• **Required action**
Please tally the lines in the data below that include the string "explicit", and reply with only the total.

---------- The input

//! Options for the Deezer source.
//!
//! Options can be built directly, read from an untyped JSON object (the shape hosts
//! usually pass plugin options in), or read from `DEEZER_*` environment variables.
//! The JSON and environment paths validate every value eagerly.

use serde_json::{Map, Value};
use std::env;
use url::Url;

use crate::error::ConfigError;
use crate::sources::deezer::api::BASE_URL;

pub const ENV_ALBUM_LIMIT: &str = "DEEZER_ALBUM_LIMIT";
pub const ENV_PLAYLIST_LIMIT: &str = "DEEZER_PLAYLIST_LIMIT";
pub const ENV_CONVERT_UNRESOLVED: &str = "DEEZER_CONVERT_UNRESOLVED";
pub const ENV_QUERY_SOURCE: &str = "DEEZER_QUERY_SOURCE";
pub const ENV_API_URL: &str = "DEEZER_API_URL";

/// Source tags used when none are configured.
pub const DEFAULT_QUERY_SOURCES: [&str; 2] = ["deezer", "dz"];

#[derive(Debug, Clone, PartialEq, Eq)]
pub struct AdapterOptions {
    /// Maximum number of album tracks returned, 0 for all.
    pub album_limit: usize,
    /// Maximum number of playlist tracks returned, 0 for all.
    pub playlist_limit: usize,
    /// Resolve every track through the fallback search before returning it.
    pub convert_unresolved: bool,
    /// Source tags that route a structured query to Deezer's free-text search.
    pub query_source: Vec<String>,
}

impl Default for AdapterOptions {
    fn default() -> Self {
        Self {
            album_limit: 0,
            playlist_limit: 0,
            convert_unresolved: false,
            query_source: DEFAULT_QUERY_SOURCES.iter().map(|s| s.to_string()).collect(),
        }
    }
}

impl AdapterOptions {
    /// Reads options from a JSON object using the host's camelCase keys.
    ///
    /// Missing or `null` keys keep their default; unknown keys are ignored. Negative
    /// limits mean "unlimited" and fractional limits are truncated.
    pub fn from_json(value: &Value) -> Result<Self, ConfigError> {
        let map = match value {
            Value::Null => return Ok(Self::default()),
            Value::Object(map) => map,
            _ => {
                return Err(ConfigError::InvalidType {
                    option: "options",
                    expected: "an object",
                });
            }
        };

        let mut options = Self::default();

        if let Some(value) = provided(map, "convertUnresolved") {
            options.convert_unresolved = value.as_bool().ok_or(ConfigError::InvalidType {
                option: "convertUnresolved",
                expected: "a boolean",
            })?;
        }

        if let Some(value) = provided(map, "playlistLimit") {
            options.playlist_limit = parse_limit(value, "playlistLimit")?;
        }

        if let Some(value) = provided(map, "albumLimit") {
            options.album_limit = parse_limit(value, "albumLimit")?;
        }

        if let Some(value) = provided(map, "querySource") {
            let invalid = || ConfigError::InvalidType {
                option: "querySource",
                expected: "an array of strings",
            };
            options.query_source = value
                .as_array()
                .ok_or_else(invalid)?
                .iter()
                .map(|tag| tag.as_str().map(str::to_string).ok_or_else(invalid))
                .collect::<Result<_, _>>()?;
        }

        Ok(options)
    }

    /// Reads options from `DEEZER_*` environment variables.
    pub fn from_env() -> Result<Self, ConfigError> {
        Self::from_vars(|key| env::var(key).ok())
    }

    /// Reads options through `lookup`, which maps a variable name to its value.
    pub fn from_vars(lookup: impl Fn(&str) -> Option<String>) -> Result<Self, ConfigError> {
        let mut options = Self::default();

        if let Some(value) = lookup(ENV_ALBUM_LIMIT) {
            options.album_limit = parse_env_limit(ENV_ALBUM_LIMIT, value)?;
        }

        if let Some(value) = lookup(ENV_PLAYLIST_LIMIT) {
            options.playlist_limit = parse_env_limit(ENV_PLAYLIST_LIMIT, value)?;
        }

        if let Some(value) = lookup(ENV_CONVERT_UNRESOLVED) {
            options.convert_unresolved = match value.trim().to_ascii_lowercase().as_str() {
                "true" | "1" | "yes" => true,
                "false" | "0" | "no" => false,
                _ => {
                    return Err(ConfigError::InvalidEnv {
                        var: ENV_CONVERT_UNRESOLVED,
                        value,
                    });
                }
            };
        }

        if let Some(value) = lookup(ENV_QUERY_SOURCE) {
            options.query_source = value
                .split(',')
                .map(str::trim)
                .filter(|tag| !tag.is_empty())
                .map(str::to_string)
                .collect();
        }

        Ok(options)
    }

    pub fn is_query_source(&self, source: &str) -> bool {
        self.query_source.iter().any(|tag| tag == source)
    }
}

/// Picks the API base URL: `explicit`, then `DEEZER_API_URL`, then the public API.
pub fn api_base_url(explicit: Option<String>) -> Result<String, ConfigError> {
    match explicit.or_else(|| env::var(ENV_API_URL).ok()) {
        Some(url) => Ok(Url::parse(&url)?.to_string()),
        None => Ok(BASE_URL.to_string()),
    }
}

fn provided<'a>(map: &'a Map<String, Value>, key: &str) -> Option<&'a Value> {
    map.get(key).filter(|value| !value.is_null())
}

fn parse_limit(value: &Value, option: &'static str) -> Result<usize, ConfigError> {
    let limit = value.as_f64().ok_or(ConfigError::InvalidType {
        option,
        expected: "a number",
    })?;
    // Saturating cast; anything at or below zero means unlimited.
    Ok(if limit <= 0.0 { 0 } else { limit.trunc() as usize })
}

fn parse_env_limit(var: &'static str, value: String) -> Result<usize, ConfigError> {
    match value.trim().parse::<i64>() {
        Ok(limit) => Ok(usize::try_from(limit).unwrap_or(0)),
        Err(_) => Err(ConfigError::InvalidEnv { var, value }),
    }
}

--------------------

• **Response to this task**
3